In true times of desperation all those differences seem to disappear.
When you look into the faces of those sitting in the waiting room with you waiting to hear their name called to go back for the next scan or imaging you don’t focus on the color of their skin, the kind of clothes they wear, or how they talk. You look past all that to understand that you share a common ground. That common ground that brought you here is cancer. In this waiting room you sense the same desperation even if no one speaks a word. One may be loud and somewhat boisterous, another may be quiet and reserve. One may be wearing cut off jeans with precut holes while another is wearing khakis and a polo. One may be bald while another has rainbow colored hair but all share a common desperation just look into their eyes.
As you look into the eyes of those that sit with you in this waiting room you feel the anxiousness, the anxiety, the dreaded fear of the unknown. In this room everyone has asked themselves a hundred times “what if.” There are many questions and so few answers but that’s okay for we are not alone. We see and begin to under- stand that they are many that walk this journey. We find an unexplainable kind of strength in knowing we do not sit here alone. For also in this room of desperation there is hope.

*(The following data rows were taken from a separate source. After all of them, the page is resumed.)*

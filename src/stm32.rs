//! # ADC1 + DMA1 channel 1 backend
//!
//! Implements [`ScanTransfer`] and [`SingleConversion`] on the bare
//! registers. Clock tree and analog pin setup are left to the application;
//! only the ADC1 and DMA1 bus clocks are switched on here.
//!
//! The backend keeps no handle to the register blocks: both paths go through
//! `ADC1::ptr()` / `DMA1::ptr()` so that `stop_scan` can run from the DMA
//! interrupt while thread mode holds a shared reference.

use core::sync::atomic::{compiler_fence, Ordering};

use embedded_dma::WriteBuffer;
use embedded_hal::delay::DelayNs;

use crate::config::{Config, ConfigError, SampleTime};
use crate::dispatch::Events;
use crate::hal::{HalError, HalResult, ScanTransfer, SingleConversion};
use crate::pac::{adc1, dma1, ADC1, DMA1, RCC};
use crate::sample::CHANNEL_COUNT;

fn adc() -> &'static adc1::RegisterBlock {
    // NOTE(unsafe) ADC1 was handed over to `AdcDmaScan::new`
    unsafe { &*ADC1::ptr() }
}

fn dma() -> &'static dma1::RegisterBlock {
    // NOTE(unsafe) DMA1 was handed over to `AdcDmaScan::new`
    unsafe { &*DMA1::ptr() }
}

fn dma_ch() -> &'static dma1::CH {
    dma().ch(0)
}

/// ADC1 in scan mode feeding DMA1 channel 1, or converting one channel at a time
pub struct AdcDmaScan {
    config: Config,
}

impl AdcDmaScan {
    /// Takes ADC1 and DMA1, powers up and calibrates the ADC
    ///
    /// The ADC clock must already be configured to at most 14 MHz.
    pub fn new<D: DelayNs>(
        _adc: ADC1,
        _dma: DMA1,
        rcc: &RCC,
        config: Config,
        delay: &mut D,
    ) -> Result<Self, ConfigError> {
        config.validate()?;

        rcc.apb2enr().modify(|_, w| w.adc1en().set_bit());
        rcc.ahbenr().modify(|_, w| w.dma1en().set_bit());

        let mut s = Self { config };
        s.power_down();
        s.setup_scan();
        s.power_up(delay);
        s.calibrate();
        Ok(s)
    }

    pub fn config(&self) -> &Config {
        &self.config
    }

    /// Reads and clears the pending DMA1 channel 1 flags
    ///
    /// Meant for the `DMA1_CHANNEL1` interrupt handler, feeding
    /// [`HandlerSlot::dispatch`](crate::dispatch::HandlerSlot::dispatch).
    pub fn take_events() -> Events {
        let isr = dma().isr().read();
        let mut events = Events::empty();
        events.set(Events::TRANSFER_COMPLETE, isr.tcif1().bit_is_set());
        events.set(Events::HALF_TRANSFER, isr.htif1().bit_is_set());
        events.set(Events::TRANSFER_ERROR, isr.teif1().bit_is_set());

        // Clearing GIF1 clears all channel 1 flags, other channels are untouched
        dma().ifcr().write(|w| w.cgif1().set_bit());
        events
    }

    fn power_up<D: DelayNs>(&mut self, delay: &mut D) {
        adc().cr2().modify(|_, w| w.adon().set_bit());

        // The reference manual asks for a stabilization time after power-up,
        // about 1us according to the datasheets.
        delay.delay_us(1);
    }

    fn power_down(&mut self) {
        adc().cr2().modify(|_, w| w.adon().clear_bit());
    }

    fn calibrate(&mut self) {
        /* reset calibration */
        adc().cr2().modify(|_, w| w.rstcal().set_bit());
        while adc().cr2().read().rstcal().bit_is_set() {}

        /* calibrate */
        adc().cr2().modify(|_, w| w.cal().set_bit());
        while adc().cr2().read().cal().bit_is_set() {}
    }

    fn setup_scan(&mut self) {
        // Right alignment keeps DR within 0..=4095
        adc().cr2().modify(|_, w| {
            w.cont().clear_bit();
            w.align().clear_bit();
            w.exttrig().set_bit();
            unsafe { w.extsel().bits(0b111) }
        });
        adc().cr1().modify(|_, w| w.scan().set_bit().discen().clear_bit());

        let channels = self.config.channels;
        for &ch in &channels {
            set_channel_sample_time(ch, self.config.sample_time);
        }
        set_regular_sequence(&channels);
        adc().cr2().modify(|_, w| w.dma().set_bit());
    }

    fn dma_running() -> bool {
        dma_ch().cr().read().en().bit_is_set()
    }
}

fn set_channel_sample_time(chan: u8, sample_time: SampleTime) {
    let sample_time = sample_time.into();
    match chan {
        0 => adc().smpr2().modify(|_, w| unsafe { w.smp0().bits(sample_time) }),
        1 => adc().smpr2().modify(|_, w| unsafe { w.smp1().bits(sample_time) }),
        2 => adc().smpr2().modify(|_, w| unsafe { w.smp2().bits(sample_time) }),
        3 => adc().smpr2().modify(|_, w| unsafe { w.smp3().bits(sample_time) }),
        4 => adc().smpr2().modify(|_, w| unsafe { w.smp4().bits(sample_time) }),
        5 => adc().smpr2().modify(|_, w| unsafe { w.smp5().bits(sample_time) }),
        6 => adc().smpr2().modify(|_, w| unsafe { w.smp6().bits(sample_time) }),
        7 => adc().smpr2().modify(|_, w| unsafe { w.smp7().bits(sample_time) }),
        8 => adc().smpr2().modify(|_, w| unsafe { w.smp8().bits(sample_time) }),
        9 => adc().smpr2().modify(|_, w| unsafe { w.smp9().bits(sample_time) }),

        10 => adc().smpr1().modify(|_, w| unsafe { w.smp10().bits(sample_time) }),
        11 => adc().smpr1().modify(|_, w| unsafe { w.smp11().bits(sample_time) }),
        12 => adc().smpr1().modify(|_, w| unsafe { w.smp12().bits(sample_time) }),
        13 => adc().smpr1().modify(|_, w| unsafe { w.smp13().bits(sample_time) }),
        14 => adc().smpr1().modify(|_, w| unsafe { w.smp14().bits(sample_time) }),
        15 => adc().smpr1().modify(|_, w| unsafe { w.smp15().bits(sample_time) }),
        16 => adc().smpr1().modify(|_, w| unsafe { w.smp16().bits(sample_time) }),
        17 => adc().smpr1().modify(|_, w| unsafe { w.smp17().bits(sample_time) }),
        // rejected by `Config::validate` and `configure_channel`
        _ => return,
    };
}

fn set_regular_sequence(channels: &[u8]) {
    let len = channels.len();
    let bits = channels
        .iter()
        .take(6)
        .enumerate()
        .fold(0u32, |s, (i, c)| s | ((*c as u32) << (i * 5)));
    adc().sqr3().write(|w| unsafe { w.bits(bits) });
    if len > 6 {
        let bits = channels
            .iter()
            .skip(6)
            .take(6)
            .enumerate()
            .fold(0u32, |s, (i, c)| s | ((*c as u32) << (i * 5)));
        adc().sqr2().write(|w| unsafe { w.bits(bits) });
    }
    adc()
        .sqr1()
        .modify(|_, w| unsafe { w.l().bits(len.saturating_sub(1) as u8) });
}

impl ScanTransfer for AdcDmaScan {
    unsafe fn start_scan<B>(&self, mut buffer: B) -> HalResult
    where
        B: WriteBuffer<Word = u16>,
    {
        if Self::dma_running() {
            return Err(HalError::Busy);
        }
        let (ptr, len) = buffer.write_buffer();
        if len < CHANNEL_COUNT {
            return Err(HalError::Error);
        }

        // A polled conversion may have left a single-entry sequence behind
        adc().cr1().modify(|_, w| w.scan().set_bit());
        set_regular_sequence(&self.config.channels);
        adc().cr2().modify(|_, w| w.dma().set_bit());

        let ch = dma_ch();
        dma().ifcr().write(|w| w.cgif1().set_bit());
        ch.par().write(|w| w.pa().bits(adc().dr().as_ptr() as u32));
        ch.mar().write(|w| w.ma().bits(ptr as u32));
        ch.ndtr().write(|w| w.ndt().bits(CHANNEL_COUNT as u16));

        compiler_fence(Ordering::Release);

        ch.cr().write(|w| {
            w.mem2mem()
                .clear_bit()
                .pl()
                .medium()
                .msize()
                .bits16()
                .psize()
                .bits16()
                .minc()
                .set_bit()
                .pinc()
                .clear_bit()
                .circ()
                .clear_bit()
                .dir()
                .clear_bit()
                .teie()
                .set_bit()
                .htie()
                .clear_bit()
                .tcie()
                .set_bit()
        });
        ch.cr().modify(|_, w| w.en().set_bit());

        adc().cr2().modify(|_, w| w.swstart().set_bit());
        Ok(())
    }

    fn stop_scan(&self) -> HalResult {
        dma_ch().cr().modify(|_, w| w.en().clear_bit());
        dma().ifcr().write(|w| w.cgif1().set_bit());
        compiler_fence(Ordering::SeqCst);

        if Self::dma_running() {
            Err(HalError::Error)
        } else {
            Ok(())
        }
    }
}

impl SingleConversion for AdcDmaScan {
    fn configure_channel(&mut self, channel: u8) -> HalResult {
        if channel > 17 {
            return Err(HalError::Error);
        }
        if Self::dma_running() {
            return Err(HalError::Busy);
        }
        adc().cr2().modify(|_, w| w.dma().clear_bit());
        adc().cr1().modify(|_, w| w.scan().clear_bit());
        set_channel_sample_time(channel, self.config.sample_time);
        set_regular_sequence(&[channel]);
        Ok(())
    }

    fn start(&mut self) -> HalResult {
        if adc().cr2().read().adon().bit_is_clear() {
            return Err(HalError::Error);
        }
        adc().sr().modify(|_, w| w.eoc().clear_bit());
        adc().cr2().modify(|_, w| w.swstart().set_bit());
        Ok(())
    }

    fn poll(&mut self) -> nb::Result<(), HalError> {
        if adc().sr().read().eoc().bit_is_set() {
            Ok(())
        } else {
            Err(nb::Error::WouldBlock)
        }
    }

    fn read(&mut self) -> u16 {
        // Reading DR clears EOC
        adc().dr().read().data().bits()
    }

    fn stop(&mut self) -> HalResult {
        adc().sr().modify(|_, w| w.eoc().clear_bit().strt().clear_bit());
        Ok(())
    }
}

Our desperation has brought us together. We are learning and trying to figure out the “new normal” for our lives. But we know we are not alone. We may not know the names of those that share this waiting room with us but in a strong but strange way we know them. Our desperation has brought us together. Our desperation forms a bond and brotherhood/sisterhood that not everyone will understand. But these that sit here waiting on the next test or waiting on the results, those that will take the next treatment or talk with another doctor-they know!
Question: What do you do in your times of desperation?
In today’s study we find two totally different people sharing a common desperation and they both come to Je- sus.
Jesus is our SURE HOPE in our times of desperation. Is JESUS your SURE HOPE?